In the context of the recent crisis, street art and graffiti have become important mediums of expression and protest in Athens. Walls covered in paint have vividly mirrored and documented the development of the economic and socio-political crisis in Greece, as well as its repercussions on its capital, Athens. For Athenian youth especially, walls of all type have become a canvas for expressing their frustration, anger and anxiety, as well as hopes and alternative visions for the future.
Aesthetics of crisis is an ethnographic research project at the intersection of urban theory, visual culture and social movement studies. It looks at the crisis from a micro-perspective, focusing on the symbolic practice of street art. It aims to carve out the various and complex iconographies and aesthetics of the crisis by analysing political urban art in contemporary Athens.
Julia Tulke, the woman behind the project, conducted field research in Athens between January and April 2013. Street art photography formed an integral part of her project, which had a distinct focus on the politically contested neighborhood of Exarcheia, where clean walls are a real rarity, as well as on the neighborhoods of Kerameikos/Metaxourgio and Psirri that are equally packed with street art and graffiti.
Apart from building an extensive photo archive and exploring the local geographies of street art, the project comprises interviews with street artists, activists and researchers, aiming to enable a dialogue about how political discourses manifest in urban public space and are negotiated through critical spatial practices.
The photographs Tulke took were displayed in a small exhibition at a Berlin gallery, juxtaposing 168 photographs from the research with excerpts from interviews she conducted. Her ambition was to transport the eclectic and complex stories told by the walls of Athens to Berlin and have them inspire perspectives on the crisis that diverge from those disseminated by mainstream media and politics.

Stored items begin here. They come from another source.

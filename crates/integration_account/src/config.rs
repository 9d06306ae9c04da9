//! Account backend configuration

use serde::{Deserialize, Serialize};

/// Configuration for the account backend client
#[derive(Debug, Clone, Serialize, Deserialize)]
pub struct AccountConfig {
    /// Base URL of the account backend
    #[serde(default = "default_base_url")]
    pub base_url: String,

    /// Connection timeout in seconds
    #[serde(default = "default_timeout_secs")]
    pub timeout_secs: u64,
}

fn default_base_url() -> String {
    "http://localhost:5000".to_string()
}

const fn default_timeout_secs() -> u64 {
    10
}

impl Default for AccountConfig {
    fn default() -> Self {
        Self {
            base_url: default_base_url(),
            timeout_secs: default_timeout_secs(),
        }
    }
}

impl AccountConfig {
    /// Create a configuration suitable for testing
    #[must_use]
    pub fn for_testing() -> Self {
        Self {
            timeout_secs: 5,
            ..Default::default()
        }
    }

    /// Validate the configuration
    ///
    /// # Errors
    ///
    /// Returns an error if the configuration is invalid.
    pub fn validate(&self) -> Result<(), String> {
        if self.base_url.is_empty() {
            return Err("base_url must not be empty".to_string());
        }

        if self.timeout_secs == 0 {
            return Err("timeout_secs must be greater than 0".to_string());
        }

        Ok(())
    }
}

She has also been part of the ABC project, a trans-European exchange about crisis and austerity through street art and graffiti, which brought the street art of Athens to a broader European audience. Between March and April 2015 Wild Drawing and SCAR ONE (Athens) as well as Oré (Caen, France) exhibited their artworks and realised murals in Berlin and Caen, with various public events and discussions framing these encounters.
Tulke returned to Athens in 2015, one day prior to the announcement of the Referendum, in order to witness some of the immediate reactions uttered in the streets of the city via graffiti slogans, posters, stencils and murals – almost exclusively in favour of the ‘OXI’ (NO) vote.
Describing her project, Tulke explains that “the emphasis herein lies on the crisis as a lived reality and social transformation, referring to the human consequences of the imposed austerity imperative”, adding that “whether the actual artwork follows a logic of confrontation or beautification, dialogue or propaganda, it encourages the passerby to engage with their surroundings and to consider certain power relations inscribed in them”.